Goal supremacy is achieved by simply totting-up the goals scored minus the goals conceded for each team over the course of the last six matches played. There have been quite a few tests run to determine the optimum number of matches to go back over, and it is now widely recognised that six matches is the most accurate guide to the eventual outcome of a match.
So let's take an example. We have the North London derby coming up between Arsenal and Spurs, so let's use that. Arsenal have scored 15 goals and conceded 9 goals over the last six matches. Spurs have scored 12 goals and conceded five goals over the last six matches. This equates to:
Arsenal_diff = 15 - 9 = +6
Spurs_diff = 12 - 5 = +7
Now we could go rushing off and try to derive match odds based simply on this, but due to what is termed "noise" in the overall figures, we could end-up with some anomalous results. To overcome this, a "best-fit" relationship is identified with the given match ratings. Happily, I don't need to bother you with all that, as this has already been done for us by some nice intelligent people and all we need to do is plug in a given "noise-reduction" figure alongside our two "diff" figures. The value I’ll be using for home win is 0.0156. These figures are then used in conjuction with the average home win percentage and the average away win percentage values for the league in question.

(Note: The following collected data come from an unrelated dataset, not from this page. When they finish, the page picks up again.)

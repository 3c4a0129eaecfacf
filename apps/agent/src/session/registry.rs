//! Which devices have a session right now.
//!
//! The registry is the only owner of the device → session mapping. Every operation takes the lock
//! for a single map access and does no I/O while holding it.

use chrono::{DateTime, Local};
use serde::Serialize;
use std::collections::HashMap;
use std::sync::{Arc, Mutex};
use uuid::Uuid;

use super::SessionState;
use crate::device::DeviceId;
use crate::ignore_poison::IgnorePoison;
use crate::transfer::CancellationToken;

/// The registry's record of one active session, shared with the session itself.
#[derive(Debug, Clone)]
pub struct SessionHandle {
    pub token: CancellationToken,
    /// Distinguishes this session from a later one for the same device
    pub session_id: Uuid,
    pub started_at: DateTime<Local>,
    state: Arc<Mutex<SessionState>>,
}

impl SessionHandle {
    fn new() -> Self {
        Self {
            token: CancellationToken::new(),
            session_id: Uuid::new_v4(),
            started_at: Local::now(),
            state: Arc::new(Mutex::new(SessionState::Created)),
        }
    }

    pub fn state(&self) -> SessionState {
        *self.state.lock_ignore_poison()
    }

    pub(crate) fn set_state(&self, state: SessionState) {
        *self.state.lock_ignore_poison() = state;
    }
}

/// Point-in-time view of a session, for status queries.
#[derive(Debug, Clone, PartialEq, Eq, Serialize)]
#[serde(rename_all = "camelCase")]
pub struct SessionInfo {
    pub device_id: DeviceId,
    pub session_id: String,
    pub state: SessionState,
    pub started_at: String,
    pub cancelled: bool,
}

#[derive(Default)]
pub struct SessionRegistry {
    sessions: Mutex<HashMap<DeviceId, SessionHandle>>,
}

impl SessionRegistry {
    pub fn new() -> Self {
        Self::default()
    }

    /// Registers a new session for `id` unless one is already active. Check and insert happen
    /// under one lock, so of two racing callers exactly one gets `Some`.
    pub fn try_register(&self, id: &DeviceId) -> Option<SessionHandle> {
        let mut sessions = self.sessions.lock_ignore_poison();
        if sessions.contains_key(id) {
            return None;
        }
        let handle = SessionHandle::new();
        sessions.insert(id.clone(), handle.clone());
        Some(handle)
    }

    pub fn get(&self, id: &DeviceId) -> Option<SessionInfo> {
        let handle = self.sessions.lock_ignore_poison().get(id).cloned()?;
        Some(SessionInfo {
            device_id: id.clone(),
            session_id: handle.session_id.to_string(),
            state: handle.state(),
            started_at: handle.started_at.to_rfc3339(),
            cancelled: handle.token.is_cancelled(),
        })
    }

    pub fn contains(&self, id: &DeviceId) -> bool {
        self.sessions.lock_ignore_poison().contains_key(id)
    }

    /// Removes whatever session is registered for `id`.
    pub fn unregister(&self, id: &DeviceId) -> Option<SessionHandle> {
        self.sessions.lock_ignore_poison().remove(id)
    }

    /// Removes the entry for `id` only if it still belongs to `handle`'s session. A finishing
    /// session uses this so it can't evict a newer session registered after a detach.
    pub fn release(&self, id: &DeviceId, handle: &SessionHandle) -> bool {
        let mut sessions = self.sessions.lock_ignore_poison();
        match sessions.get(id) {
            Some(current) if current.session_id == handle.session_id => {
                sessions.remove(id);
                true
            }
            _ => false,
        }
    }

    /// Flips the cancellation token for `id`. Returns false if no session is registered.
    pub fn set_cancelled(&self, id: &DeviceId) -> bool {
        match self.sessions.lock_ignore_poison().get(id) {
            Some(handle) => {
                handle.token.cancel();
                true
            }
            None => false,
        }
    }

    /// Cancels every active session and returns how many there were.
    pub fn cancel_all(&self) -> usize {
        let sessions = self.sessions.lock_ignore_poison();
        for handle in sessions.values() {
            handle.token.cancel();
        }
        sessions.len()
    }

    pub fn active_ids(&self) -> Vec<DeviceId> {
        let mut ids: Vec<DeviceId> = self.sessions.lock_ignore_poison().keys().cloned().collect();
        ids.sort();
        ids
    }

    pub fn len(&self) -> usize {
        self.sessions.lock_ignore_poison().len()
    }

    pub fn is_empty(&self) -> bool {
        self.len() == 0
    }
}
//! Driver for drives the host has already mounted.
//!
//! A mounted removable drive is treated as a device with a single partition whose root is the mount
//! point. File nodes wrap `std::fs`. Symlinks are never followed, so a link loop on a stick can't
//! trap the walker.

use log::debug;
use std::fs::{self, File};
use std::io::{ErrorKind, Read};
use std::path::{Path, PathBuf};
use std::time::SystemTime;

use super::{ChunkStream, DeviceError, DeviceHandle, DeviceId, FileNode, MassStorageDriver, Partition};

/// Opens mount points as devices. The device identity is the mount path.
#[derive(Debug, Default, Clone)]
pub struct LocalMountDriver;

impl LocalMountDriver {
    pub fn new() -> Self {
        Self
    }
}

impl MassStorageDriver for LocalMountDriver {
    fn open_device(&self, id: &DeviceId) -> Result<Box<dyn DeviceHandle>, DeviceError> {
        let root = PathBuf::from(id.as_str());
        let metadata = fs::metadata(&root).map_err(|e| DeviceError::from_io(e, &root))?;
        if !metadata.is_dir() {
            return Err(DeviceError::NotADirectory {
                path: root.display().to_string(),
            });
        }
        debug!("Opened mounted device {} at {}", id, root.display());
        Ok(Box::new(LocalMountHandle {
            id: id.clone(),
            root,
            closed: false,
        }))
    }
}

struct LocalMountHandle {
    id: DeviceId,
    root: PathBuf,
    closed: bool,
}

impl DeviceHandle for LocalMountHandle {
    fn partitions(&self) -> Result<Vec<Box<dyn Partition>>, DeviceError> {
        if self.closed {
            return Err(DeviceError::Disconnected {
                device_id: self.id.to_string(),
            });
        }
        // The mount may have vanished between open and now
        match fs::metadata(&self.root) {
            Ok(m) if m.is_dir() => Ok(vec![Box::new(LocalPartition {
                root: self.root.clone(),
            })]),
            Ok(_) => Ok(Vec::new()),
            Err(e) => Err(DeviceError::from_io(e, &self.root)),
        }
    }

    fn close(&mut self) -> Result<(), DeviceError> {
        // Nothing to release for a host mount; the flag only guards against use after close
        self.closed = true;
        Ok(())
    }
}

struct LocalPartition {
    root: PathBuf,
}

impl Partition for LocalPartition {
    fn label(&self) -> String {
        self.root.display().to_string()
    }

    fn root_directory(&self) -> Result<Box<dyn FileNode>, DeviceError> {
        Ok(Box::new(LocalFileNode::from_path(&self.root)?))
    }
}

/// A file or directory on a mounted filesystem.
#[derive(Debug, Clone)]
pub struct LocalFileNode {
    path: PathBuf,
    name: String,
    is_directory: bool,
    size: u64,
    modified: Option<SystemTime>,
}

impl LocalFileNode {
    /// Stats `path` (without following a final symlink).
    pub fn from_path(path: &Path) -> Result<Self, DeviceError> {
        let metadata = fs::symlink_metadata(path).map_err(|e| DeviceError::from_io(e, path))?;
        let name = path
            .file_name()
            .map(|n| n.to_string_lossy().into_owned())
            .unwrap_or_else(|| path.display().to_string());
        Ok(Self {
            path: path.to_path_buf(),
            name,
            is_directory: metadata.is_dir(),
            size: if metadata.is_file() { metadata.len() } else { 0 },
            modified: metadata.modified().ok(),
        })
    }

    pub fn path(&self) -> &Path {
        &self.path
    }
}

impl FileNode for LocalFileNode {
    fn name(&self) -> &str {
        &self.name
    }

    fn is_directory(&self) -> bool {
        self.is_directory
    }

    fn size(&self) -> u64 {
        self.size
    }

    fn modified(&self) -> Option<SystemTime> {
        self.modified
    }

    fn list_children(&self) -> Result<Vec<Box<dyn FileNode>>, DeviceError> {
        if !self.is_directory {
            return Err(DeviceError::NotADirectory {
                path: self.path.display().to_string(),
            });
        }

        let entries = fs::read_dir(&self.path).map_err(|e| DeviceError::from_io(e, &self.path))?;
        let mut children: Vec<Box<dyn FileNode>> = Vec::new();
        for entry in entries {
            let entry = entry.map_err(|e| DeviceError::from_io(e, &self.path))?;
            let child_path = entry.path();
            let file_type = match entry.file_type() {
                Ok(t) => t,
                Err(e) => {
                    debug!("Skipping {}: {}", child_path.display(), e);
                    continue;
                }
            };
            if file_type.is_symlink() {
                debug!("Skipping symlink {}", child_path.display());
                continue;
            }
            match LocalFileNode::from_path(&child_path) {
                Ok(node) => children.push(Box::new(node)),
                // Entry vanished or became unreadable between listing and stat
                Err(e) => debug!("Skipping {}: {}", child_path.display(), e),
            }
        }
        Ok(children)
    }

    fn open_stream(&self, chunk_size: usize) -> Result<Box<dyn ChunkStream>, DeviceError> {
        if self.is_directory {
            return Err(DeviceError::NotAFile {
                path: self.path.display().to_string(),
            });
        }
        let file = File::open(&self.path).map_err(|e| DeviceError::from_io(e, &self.path))?;
        Ok(Box::new(LocalChunkStream {
            file,
            path: self.path.clone(),
            buffer: vec![0u8; chunk_size.max(1)],
        }))
    }
}

struct LocalChunkStream {
    file: File,
    path: PathBuf,
    buffer: Vec<u8>,
}

impl ChunkStream for LocalChunkStream {
    fn next_chunk(&mut self) -> Option<Result<Vec<u8>, DeviceError>> {
        match self.file.read(&mut self.buffer) {
            Ok(0) => None,
            Ok(n) => Some(Ok(self.buffer[..n].to_vec())),
            // Nothing read this round, the copy loop retries
            Err(e) if e.kind() == ErrorKind::Interrupted => Some(Ok(Vec::new())),
            Err(e) => Some(Err(DeviceError::from_io(e, &self.path))),
        }
    }
}
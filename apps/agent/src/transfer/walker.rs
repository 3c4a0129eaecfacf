//! Iterative traversal of a device's file tree.
//!
//! Uses an explicit work-list instead of recursion, so a deeply nested stick can't blow the stack.
//! Within a directory, files are copied in the order the driver lists them, then subdirectories are
//! visited depth-first in the same order. The destination tree mirrors the source tree, and a
//! destination folder is only created once a supported file actually needs it.

use log::{debug, warn};
use std::fs;
use std::path::{Path, PathBuf};

use super::cancel::CancellationToken;
use super::copy::{CopyResult, FileCopyEngine};
use super::stats::TransferStats;
use crate::device::FileNode;
use crate::filter::SupportedFileFilter;

/// Result of walking a single root.
#[derive(Debug)]
pub struct WalkOutcome {
    pub stats: TransferStats,
    pub cancelled: bool,
}

/// How a walk into shared stats ended.
#[derive(Debug, Clone, Copy, PartialEq, Eq)]
pub enum WalkEnd {
    Finished,
    Cancelled,
}

enum Visit {
    /// Subdirectories still to walk, in driver order, each with its destination.
    Continue(Vec<(Box<dyn FileNode>, PathBuf)>),
    Cancelled,
}

/// Lazily created destination folder for one source directory.
enum DestDir {
    Pending,
    Ready,
    Unavailable,
}

pub struct DirectoryWalker<'a> {
    filter: &'a SupportedFileFilter,
    engine: &'a FileCopyEngine,
}

impl<'a> DirectoryWalker<'a> {
    pub fn new(filter: &'a SupportedFileFilter, engine: &'a FileCopyEngine) -> Self {
        Self { filter, engine }
    }

    /// Walks `root` into `dest_root` with fresh stats.
    pub fn walk(&self, root: &dyn FileNode, dest_root: &Path, cancel: &CancellationToken) -> WalkOutcome {
        let mut stats = TransferStats::new();
        let end = self.walk_into(root, dest_root, cancel, &mut stats);
        WalkOutcome {
            stats,
            cancelled: end == WalkEnd::Cancelled,
        }
    }

    /// Walks `root` into `dest_root`, adding to `stats`. Sessions use this to accumulate several
    /// partitions into one set of counters.
    pub fn walk_into(
        &self,
        root: &dyn FileNode,
        dest_root: &Path,
        cancel: &CancellationToken,
        stats: &mut TransferStats,
    ) -> WalkEnd {
        if cancel.is_cancelled() {
            return WalkEnd::Cancelled;
        }

        let mut pending = match self.visit_directory(root, dest_root, cancel, stats) {
            Visit::Continue(subdirs) => subdirs,
            Visit::Cancelled => return WalkEnd::Cancelled,
        };
        // The work-list is a stack, so push in reverse to pop in driver order
        pending.reverse();

        while let Some((dir, dest)) = pending.pop() {
            if cancel.is_cancelled() {
                return WalkEnd::Cancelled;
            }
            match self.visit_directory(dir.as_ref(), &dest, cancel, stats) {
                Visit::Continue(subdirs) => pending.extend(subdirs.into_iter().rev()),
                Visit::Cancelled => return WalkEnd::Cancelled,
            }
        }

        WalkEnd::Finished
    }

    /// Copies the files directly inside `dir` and returns its subdirectories.
    fn visit_directory(
        &self,
        dir: &dyn FileNode,
        dest: &Path,
        cancel: &CancellationToken,
        stats: &mut TransferStats,
    ) -> Visit {
        let children = match dir.list_children() {
            Ok(children) => children,
            Err(e) => {
                warn!("Skipping unreadable directory {}: {}", display_name(dir), e);
                return Visit::Continue(Vec::new());
            }
        };

        let mut subdirs = Vec::new();
        let mut dest_dir = DestDir::Pending;

        for child in children {
            if cancel.is_cancelled() {
                return Visit::Cancelled;
            }

            let name = child.name();
            if !is_safe_name(name) {
                warn!("Skipping entry with unusable name {:?} in {}", name, display_name(dir));
                if !child.is_directory() {
                    stats.record_seen();
                    stats.record_failed();
                }
                continue;
            }

            if child.is_directory() {
                let child_dest = dest.join(name);
                subdirs.push((child, child_dest));
                continue;
            }

            if !self.filter.is_supported(name) {
                debug!("Skipping unsupported file {}", name);
                stats.record_seen();
                stats.record_unsupported();
                continue;
            }

            if !ensure_dir(&mut dest_dir, dest) {
                stats.record_seen();
                stats.record_failed();
                continue;
            }

            let result = self.engine.copy(child.as_ref(), &dest.join(name), cancel);
            match &result {
                CopyResult::Cancelled => return Visit::Cancelled,
                CopyResult::Failed(reason) => warn!("Failed to copy {}: {}", name, reason),
                CopyResult::Copied { bytes } => debug!("Copied {} ({} bytes)", name, bytes),
                CopyResult::Skipped(reason) => debug!("Skipped {}: {:?}", name, reason),
            }
            stats.record_seen();
            stats.record(&result);
        }

        Visit::Continue(subdirs)
    }
}

fn ensure_dir(state: &mut DestDir, dest: &Path) -> bool {
    match state {
        DestDir::Ready => true,
        DestDir::Unavailable => false,
        DestDir::Pending => match fs::create_dir_all(dest) {
            Ok(()) => {
                *state = DestDir::Ready;
                true
            }
            Err(e) => {
                warn!("Failed to create destination folder {}: {}", dest.display(), e);
                *state = DestDir::Unavailable;
                false
            }
        },
    }
}

/// Names that would escape or alias the destination folder when joined onto it.
fn is_safe_name(name: &str) -> bool {
    !name.is_empty() && name != "." && name != ".." && !name.contains(['/', '\\', '\0'])
}

fn display_name(node: &dyn FileNode) -> &str {
    match node.name() {
        "" => "<root>",
        name => name,
    }
}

Okay, so before we construct our algorithm, let's look at these average home/away win values for the Premier League. This year in the EPL, we have a surprisingly low home win percentage up to today:
Home Wins = 42.0%
Draws = 24.8%
Away Wins = 33.2%
Wow. as you can see, the home win percentage for the season is markedly low. At this point, you may feel like shrugging your shoulders, assuming that this figure will slowly rise up during the last part of the season (in which case that could be an opportunity in it's own right), or you may decide to stick with that for your calculation of Goal Supremacy match odds. Before you decide however, I'll just point out the averages for the previous three seasons:
2010/2011: Home Wins=47.1%, Draws=29.2%, Away Wins=23.7%
2009/2010: Home Wins=50.8%, Draws=25.3%, Away Wins=23.9%
2008/2009: Home Wins=45.5%, Draws=25.5%, Away Wins=28.9%
Hmm, what should we do here? Use the current season’s very low figure? Use last season? Or perhaps take an average over several seasons? This is where some of the tweaking and weighting can come in. Indeed if you start getting into these kind of algorithms in any serious way then, if you're like me, you'll end-up crawling up your own arsehole in the endless pursuit of the perfect values for each league. It's a never-ending source of inspiration and frustration, but I'll leave the full discovery of that particular joy up to you.
For now, it's recommended that you stick with an historical average of 46.47% for home wins and 29.48% for away wins. If you get further into this, you'll see that some leagues perform better than others using historical averages, in which case you may want to add-in extra "weighting" on a per-league basis... But as I say, I'll leave that delight up to you.
Okay, so I may have stretched your patience too thin already with this diversion into averages. I did promise that calculating goal supremacy was not difficult, and really it's not. Below, I’ll start throwing out some calculations, but the only figures you’ll need to provide are the ones in green. Home win odds are calculated like this:
Home Win Odds = (home_noise_reduction_figure *
(Arsenal_diff - Spurs_diff) +
historical_home_win_avg)
So let's plug in the actual values that we've worked-out so far:
Home Win Odds = (0.0156 * (6 - 7) + 0.4647)
This gives us a percentage chance of Arsenal winning on Sunday equal to 44.91%. If we divide 1 by this (1 / 0.4491) we see that Goal Supremacy is estimating Arsenal's odds at 2.22.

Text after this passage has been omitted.